부산대학교 도서관

A large (GGGGCC) repeat expansion in C9ORF72 gene is the commonest genetic cause of amyotrophic lateral sclerosis (ALS). It causes both loss- and gain-of-function, but the relative contribution of the different mechanisms to the development of ALS remains uncertain. One of the pathomechanisms is the production of dipeptide repeat proteins (PR, PA, GR, GP and GA) via repeat-associated non-ATG translation (DPRs). Animal and cellular models have suggested that the arginine-rich DPRs are toxic, but staining in fixed brains of C9orf72 patients show that the same DPRs are not very abundant compared to GA, GP and PA. Moreover, the DPR-related phenotypes exhibited in in vitro models are not always verified in C9orf72 patients.

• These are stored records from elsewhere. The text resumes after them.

//! Runtime configuration.
//!
//! Loaded from a TOML file; every field is optional and falls back to the
//! demo defaults:
//!
//! ```toml
//! data_path = "data/securevault.db"
//! auth_delay_ms = 1000
//! encode_delay_ms = 500
//! stale_after_days = 90
//! min_entropy_bits = 36.0
//! two_factor_enabled = false
//! ```

use std::path::{Path, PathBuf};
use std::time::Duration;

use serde::{Deserialize, Serialize};

use crate::error::{Result, VaultError};
use crate::policy::DEFAULT_MIN_ENTROPY_BITS;
use crate::score::DEFAULT_STALE_AFTER_DAYS;

/// Environment variable overriding [`VaultConfig::data_path`].
pub const DATA_PATH_ENV: &str = "SECUREVAULT_DATA";

/// Vault configuration.
#[derive(Debug, Clone, PartialEq, Serialize, Deserialize)]
#[serde(default)]
pub struct VaultConfig {
    /// SQLite file holding the persisted slots.
    pub data_path: PathBuf,
    /// Artificial authentication delay.
    pub auth_delay_ms: u64,
    /// Artificial encode delay.
    pub encode_delay_ms: u64,
    /// Age after which an item counts as stale.
    pub stale_after_days: u32,
    /// Passwords below this estimated entropy are weak.
    pub min_entropy_bits: f64,
    /// Whether the user has two-factor authentication set up.
    pub two_factor_enabled: bool,
}

impl Default for VaultConfig {
    fn default() -> Self {
        Self {
            data_path: PathBuf::from("data/securevault.db"),
            auth_delay_ms: 1000,
            encode_delay_ms: 500,
            stale_after_days: DEFAULT_STALE_AFTER_DAYS,
            min_entropy_bits: DEFAULT_MIN_ENTROPY_BITS,
            two_factor_enabled: false,
        }
    }
}

impl VaultConfig {
    /// Parse a TOML document.
    pub fn from_toml_str(content: &str) -> Result<Self> {
        let config: Self = toml::from_str(content).map_err(|e| VaultError::Config {
            reason: e.to_string(),
        })?;
        config.validate()?;
        Ok(config)
    }

    /// Load from `path`, using defaults when the file does not exist.
    ///
    /// # Errors
    ///
    /// Returns [`VaultError::Io`] when the file exists but cannot be read and
    /// [`VaultError::Config`] when it is not valid configuration.
    pub fn load(path: impl AsRef<Path>) -> Result<Self> {
        let path = path.as_ref();
        match std::fs::read_to_string(path) {
            Ok(content) => {
                tracing::info!(path = %path.display(), "loaded configuration");
                Self::from_toml_str(&content)
            }
            Err(e) if e.kind() == std::io::ErrorKind::NotFound => {
                tracing::info!(path = %path.display(), "no configuration file, using defaults");
                Ok(Self::default())
            }
            Err(e) => Err(e.into()),
        }
    }

    /// Apply overrides from the process environment.
    pub fn with_env_overrides(mut self) -> Self {
        if let Ok(path) = std::env::var(DATA_PATH_ENV) {
            if !path.trim().is_empty() {
                tracing::debug!(%path, "data path overridden from environment");
                self.data_path = PathBuf::from(path);
            }
        }
        self
    }

    /// Settings suitable for tests: no artificial delays.
    pub fn instant() -> Self {
        Self {
            auth_delay_ms: 0,
            encode_delay_ms: 0,
            ..Self::default()
        }
    }

    pub fn auth_delay(&self) -> Duration {
        Duration::from_millis(self.auth_delay_ms)
    }

    pub fn encode_delay(&self) -> Duration {
        Duration::from_millis(self.encode_delay_ms)
    }

    fn validate(&self) -> Result<()> {
        if !self.min_entropy_bits.is_finite() || self.min_entropy_bits < 0.0 {
            return Err(VaultError::Config {
                reason: format!(
                    "min_entropy_bits must be a non-negative number, got {}",
                    self.min_entropy_bits
                ),
            });
        }
        if self.data_path.as_os_str().is_empty() {
            return Err(VaultError::Config {
                reason: "data_path cannot be empty".to_string(),
            });
        }
        Ok(())
    }
}

#[cfg(test)]
mod tests {
    use super::*;

    #[test]
    fn empty_document_gives_defaults() {
        assert_eq!(VaultConfig::from_toml_str("").unwrap(), VaultConfig::default());
    }

    #[test]
    fn partial_document_overrides_fields() {
        let config = VaultConfig::from_toml_str(
            "stale_after_days = 30\ntwo_factor_enabled = true\n",
        )
        .unwrap();
        assert_eq!(config.stale_after_days, 30);
        assert!(config.two_factor_enabled);
        assert_eq!(config.auth_delay(), Duration::from_millis(1000));
    }

    #[test]
    fn bad_types_are_config_errors() {
        let err = VaultConfig::from_toml_str("auth_delay_ms = \"soon\"").unwrap_err();
        assert!(matches!(err, VaultError::Config { .. }));
    }

    #[test]
    fn negative_entropy_is_rejected() {
        assert!(VaultConfig::from_toml_str("min_entropy_bits = -1.0").is_err());
    }

    #[test]
    fn missing_file_gives_defaults() {
        let dir = tempfile::tempdir().unwrap();
        let config = VaultConfig::load(dir.path().join("absent.toml")).unwrap();
        assert_eq!(config, VaultConfig::default());
    }

    #[test]
    fn load_reads_file() {
        let dir = tempfile::tempdir().unwrap();
        let path = dir.path().join("vault.toml");
        std::fs::write(&path, "encode_delay_ms = 0\n").unwrap();
        assert_eq!(VaultConfig::load(&path).unwrap().encode_delay(), Duration::ZERO);
    }
}
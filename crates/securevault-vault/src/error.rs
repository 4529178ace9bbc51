//! Vault error types.
//!
//! Every public API in this crate returns [`VaultError`] through the
//! [`Result`] alias. Variants carry enough context for callers to decide how
//! to react (retry a PIN, show a warning, abort) without parsing strings.

use crate::model::{Category, ItemId};

/// Unified error type for the SecureVault core.
#[derive(Debug, thiserror::Error)]
pub enum VaultError {
    // -- Authentication -----------------------------------------------------
    /// Invalid credentials or an unsupported authentication method.
    #[error("authentication failed: {reason}")]
    AuthFailure { reason: String },

    // -- Record store -------------------------------------------------------
    /// An item of one kind was offered to a category holding another kind.
    #[error("item kind `{kind}` does not belong to category `{category}`")]
    CategoryMismatch {
        category: Category,
        kind: &'static str,
    },

    /// No item with this id exists in the category.
    #[error("item not found: {category}/{id}")]
    ItemNotFound { category: Category, id: ItemId },

    /// The id space is used up; no id above the largest stored one exists.
    #[error("no item ids left after {last}")]
    IdsExhausted { last: ItemId },

    /// A category name outside `passwords|notes|cards|documents`.
    #[error("unknown category: {0}")]
    UnknownCategory(String),

    // -- Codec --------------------------------------------------------------
    /// An encoded blob could not be decoded back into a value.
    #[error("decode failed: {reason}")]
    Decode { reason: String },

    // -- Configuration ------------------------------------------------------
    /// The configuration file is malformed.
    #[error("invalid configuration: {reason}")]
    Config { reason: String },

    // -- Underlying errors --------------------------------------------------
    /// Key-value slot backend failure from `rusqlite`.
    #[error("persistence error: {0}")]
    Persistence(#[from] rusqlite::Error),

    /// JSON serialization/deserialization error.
    #[error("serialization error: {0}")]
    Serialization(#[from] serde_json::Error),

    /// I/O error from the filesystem (config file, data directory).
    #[error("io error: {0}")]
    Io(#[from] std::io::Error),

    /// A slot lock was poisoned by a panicking writer.
    #[error("internal vault error: {0}")]
    Internal(String),
}

impl VaultError {
    /// Shorthand for an [`VaultError::AuthFailure`] with the given reason.
    pub fn auth(reason: impl Into<String>) -> Self {
        Self::AuthFailure {
            reason: reason.into(),
        }
    }

    /// Whether this error is an authentication failure the user can retry.
    pub fn is_auth_failure(&self) -> bool {
        matches!(self, Self::AuthFailure { .. })
    }
}

/// Convenience alias used throughout the vault crate.
pub type Result<T> = std::result::Result<T, VaultError>;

For these reasons I developed a doxycycline-inducible lentiviral system to regulate DPR expression in induced pluripotent stem cell (iPSC)-derived motor neuron (MN) cultures. The effects of GA and PR expression in CRISPR/Cas9 corrected C9orf72 iPSC-derived MNs were compared to the phenotypes of C9orf72 mutant lines. Both DPRs were partially accountable for altered ER and mitochondrial calcium homeostasis, and stress granule formation. Moreover, PR expression may reduce maximal mitochondrial respiration, while GA induced lysosomal activation. The activation of chaperone-mediated autophagy cleared CRISPR/Cas9 corrected iPSC-derived MNs from GA and PR, but it did not rescue C9orf72 mutant lines. Moreover, I studied the effects of a peptide designed to reduce RNA foci, and I showed that it may improve mitochondrial respiration in C9orf72 mutant iPSC-derived MNs.